保存したら VS Code を再読み込み(コマンドパレットの「Developer: Reload Window」)して設定を反映させます。チャット欄のモデルセレクタに、上で定義した 3 つが表示されれば接続成功です。表示されない場合は、ollama serve が動いているか、model 名が ollama list と一致しているかを順に確認します。

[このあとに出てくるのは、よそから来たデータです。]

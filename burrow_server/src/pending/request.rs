//! Pending HTTP request correlation
//!
//! Every proxied exchange gets exactly one terminal event: a normal
//! completion, a 504 from the expiry sweep, a 502 when the owning tunnel
//! drops, or silence when the external caller already gave up. Whoever
//! removes the entry from the map sends the terminal event, so two
//! outcomes can never fire for one request id.

use burrow_common::HeaderList;
use bytes::Bytes;
use dashmap::DashMap;
use std::sync::atomic::{AtomicBool, Ordering};
use std::sync::Arc;
use std::time::{Duration, Instant};
use tokio::sync::mpsc;

/// Sweep cadence for expired entries
const SWEEP_PERIOD: Duration = Duration::from_secs(10);

/// Grace added on top of the request timeout before the sweep reaps an
/// entry; the ingress waiter owns the timely 504
const SWEEP_GRACE: Duration = Duration::from_secs(5);

/// What the ingress waiter receives while the tunnel client responds.
#[derive(Debug)]
pub enum ResponseEvent {
    /// Status and headers, sent once
    Start { status: u16, headers: HeaderList },
    /// One body chunk
    Chunk(Bytes),
    /// Response complete
    End,
    /// Exchange failed before or during the response
    Failed { status: u16, message: String },
}

#[derive(Debug)]
pub struct PendingRequest {
    pub tunnel_id: String,
    sink: mpsc::Sender<ResponseEvent>,
    created_at: Instant,
    started: AtomicBool,
}

impl PendingRequest {
    /// Deliver an event to the waiting ingress task. Errors mean the
    /// caller went away; the exchange is then moot.
    pub async fn deliver(&self, event: ResponseEvent) -> bool {
        self.sink.send(event).await.is_ok()
    }

    /// Flip the response-started flag. Returns the previous value.
    pub fn mark_started(&self) -> bool {
        self.started.swap(true, Ordering::AcqRel)
    }

    pub fn has_started(&self) -> bool {
        self.started.load(Ordering::Acquire)
    }
}

/// Correlates request ids with their waiting ingress tasks.
#[derive(Default)]
pub struct PendingRequestStore {
    entries: DashMap<String, Arc<PendingRequest>>,
}

impl PendingRequestStore {
    pub fn new() -> Self {
        Self::default()
    }

    pub fn add(
        &self,
        request_id: String,
        tunnel_id: String,
        sink: mpsc::Sender<ResponseEvent>,
    ) -> Arc<PendingRequest> {
        let entry = Arc::new(PendingRequest {
            tunnel_id,
            sink,
            created_at: Instant::now(),
            started: AtomicBool::new(false),
        });
        self.entries.insert(request_id, entry.clone());
        entry
    }

    pub fn get(&self, request_id: &str) -> Option<Arc<PendingRequest>> {
        self.entries.get(request_id).map(|e| e.clone())
    }

    pub fn remove(&self, request_id: &str) -> Option<Arc<PendingRequest>> {
        self.entries.remove(request_id).map(|(_, e)| e)
    }

    /// Fail every exchange belonging to a lost tunnel with a 502.
    pub async fn remove_by_tunnel(&self, tunnel_id: &str) -> usize {
        let ids: Vec<String> = self
            .entries
            .iter()
            .filter(|e| e.tunnel_id == tunnel_id)
            .map(|e| e.key().clone())
            .collect();

        let mut removed = 0;
        for id in ids {
            if let Some(entry) = self.remove(&id) {
                removed += 1;
                let _ = entry
                    .deliver(ResponseEvent::Failed {
                        status: 502,
                        message: "Tunnel disconnected".to_string(),
                    })
                    .await;
            }
        }
        removed
    }

    /// Reap entries older than `timeout` plus grace. Requests that never
    /// produced headers become 504s; started streams are simply ended.
    pub async fn expire_older_than(&self, timeout: Duration) -> usize {
        self.expire_with_cutoff(timeout + SWEEP_GRACE).await
    }

    async fn expire_with_cutoff(&self, cutoff: Duration) -> usize {
        let ids: Vec<String> = self
            .entries
            .iter()
            .filter(|e| e.created_at.elapsed() > cutoff)
            .map(|e| e.key().clone())
            .collect();

        let mut expired = 0;
        for id in ids {
            if let Some(entry) = self.remove(&id) {
                expired += 1;
                let event = if entry.has_started() {
                    ResponseEvent::End
                } else {
                    ResponseEvent::Failed {
                        status: 504,
                        message: "Gateway timeout".to_string(),
                    }
                };
                let _ = entry.deliver(event).await;
            }
        }
        expired
    }

    pub fn len(&self) -> usize {
        self.entries.len()
    }

    pub fn is_empty(&self) -> bool {
        self.entries.is_empty()
    }

    pub fn spawn_sweeper(
        store: Arc<Self>,
        request_timeout: Duration,
    ) -> tokio::task::JoinHandle<()> {
        tokio::spawn(async move {
            let mut interval = tokio::time::interval(SWEEP_PERIOD);
            interval.set_missed_tick_behavior(tokio::time::MissedTickBehavior::Delay);
            loop {
                interval.tick().await;
                let expired = store.expire_older_than(request_timeout).await;
                if expired > 0 {
                    tracing::debug!("Expired {} pending requests", expired);
                }
            }
        })
    }
}

#[cfg(test)]
mod tests {
    use super::*;

    fn store_with_entry(id: &str, tunnel: &str) -> (PendingRequestStore, mpsc::Receiver<ResponseEvent>) {
        let store = PendingRequestStore::new();
        let (tx, rx) = mpsc::channel(8);
        store.add(id.to_string(), tunnel.to_string(), tx);
        (store, rx)
    }

    #[tokio::test]
    async fn test_remove_by_tunnel_fails_waiters_with_502() {
        let (store, mut rx) = store_with_entry("r1", "t1");
        let (other_tx, mut other_rx) = mpsc::channel(8);
        store.add("r2".to_string(), "t2".to_string(), other_tx);

        assert_eq!(store.remove_by_tunnel("t1").await, 1);
        match rx.recv().await.unwrap() {
            ResponseEvent::Failed { status, message } => {
                assert_eq!(status, 502);
                assert_eq!(message, "Tunnel disconnected");
            }
            other => panic!("expected Failed, got {:?}", other),
        }

        // The unrelated tunnel's exchange is untouched
        assert!(store.get("r2").is_some());
        assert!(other_rx.try_recv().is_err());
        assert_eq!(store.len(), 1);
    }

    #[tokio::test]
    async fn test_expiry_sends_504_before_headers() {
        let (store, mut rx) = store_with_entry("r1", "t1");

        // Grace keeps fresh entries alive even with a zero timeout
        assert_eq!(store.expire_older_than(Duration::ZERO).await, 0);
        assert_eq!(store.len(), 1);

        assert_eq!(store.expire_with_cutoff(Duration::ZERO).await, 1);
        match rx.recv().await.unwrap() {
            ResponseEvent::Failed { status, message } => {
                assert_eq!(status, 504);
                assert_eq!(message, "Gateway timeout");
            }
            other => panic!("expected Failed, got {:?}", other),
        }
        assert!(store.is_empty());
    }

    #[tokio::test]
    async fn test_expiry_ends_started_stream_without_504() {
        let (store, mut rx) = store_with_entry("r1", "t1");
        store.get("r1").unwrap().mark_started();

        assert_eq!(store.expire_with_cutoff(Duration::ZERO).await, 1);
        assert!(matches!(rx.recv().await.unwrap(), ResponseEvent::End));
    }

    #[tokio::test]
    async fn test_terminal_event_fires_exactly_once() {
        let (store, _rx) = store_with_entry("r1", "t1");

        // Two competing removers: only one wins the entry
        let first = store.remove("r1");
        let second = store.remove("r1");
        assert!(first.is_some());
        assert!(second.is_none());
        assert_eq!(store.remove_by_tunnel("t1").await, 0);
    }

    #[tokio::test]
    async fn test_started_flag_transitions_once() {
        let (store, _rx) = store_with_entry("r1", "t1");
        let entry = store.get("r1").unwrap();
        assert!(!entry.mark_started());
        assert!(entry.mark_started());
        assert!(entry.has_started());
    }

    #[tokio::test]
    async fn test_deliver_to_gone_caller_reports_false() {
        let (store, rx) = store_with_entry("r1", "t1");
        drop(rx);
        let entry = store.get("r1").unwrap();
        assert!(!entry.deliver(ResponseEvent::End).await);
    }
}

なお、Continue は設定方式の移行期にあります。config.yaml のキー名(roles・autocompleteOptions など)や対応 role は版によって差が出やすいので、うまく反映されないときは公式リファレンス(https://docs.continue.dev)の現行版を一次情報として突き合わせてください。
使い方とトラブルシューティング
補完とチャットの基本操作
割り当てが効いていれば、エディタ上で次のように使えます。ショートカットは版・OS で変わることがあるため、Continue のキーバインド設定で実際の割り当てを確認してください。
- タブ補完:コードを書き進めると、
autocompleterole に割り当てたqwen2.5-coderがグレーアウトの候補を出します。Tab で確定します。 - 選択範囲の編集:コードを選択して編集ショートカットを押し、「この関数に型注釈を付けて」などと指示すると、
editrole のモデルが差分を提案します。 - チャット:チャットパネルでコードを貼って「このコードの意味を教えて」と聞けば、
chatrole のモデルが答えます。
正直な印象として、補完の体感は qwen2.5-coder の軽さに助けられて実用的ですが、チャットの賢さはマシンとモデルのサイズに素直に比例します。16GB 機では汎用モデルを欲張ると待ち時間が増えるので、補完を主役に、チャットは軽めのモデルで割り切る構成が現実的です。
よくあるつまずき
| 症状 | 確認・対処 |
|---|---|
| モデルセレクタに何も出ない | ollama serve が起動しているか、curl http://localhost:11434/api/tags が返るか |
| モデルが見つからないエラー | config.yaml の model 名が ollama list と一致しているか |
| 補完が出ない | autocomplete role を割り当てたモデルがあるか、再読み込み(Reload Window)したか |
| 接続が拒否される | apiBase のポート(既定 11434)が Ollama の待ち受けと一致しているか |
補足として、Ollama 本体は執筆時点で MCP(Model Context Protocol)サーバーを公式機能としては備えていません(MCP 連携自体は、サードパーティのブリッジやクライアント経由なら可能です)。一方、Continue と Ollama の通信は MCP ではなく、ローカルの REST API(http://localhost:11434)を直接呼ぶ形です。この経路で MCP 接続を前提にすると噛み合わないので注意してください。
まとめ
VS Code × Ollama × Continue は、コードを外に出さず無料で動かせるローカル AI コーディング環境として、2026 年でも有効な選択肢です。要点は、現行の config.yaml で roles を役割ごとに割り当てること——チャット/編集に汎用モデル、補完に qwen2.5-coder、埋め込みに nomic-embed-text、いずれも provider: ollama / apiBase: http://localhost:11434、最後に再読み込み、という流れです。
賢さで今すぐクラウドに並ぶわけではありませんが、補完用途なら手元のマシンで十分に実用域に入ります。Copilot を併用したい場合の byok 経路、別エディタの選択肢としての Cursor もあわせて検討すると、自分の制約に合った構成が見えてきます。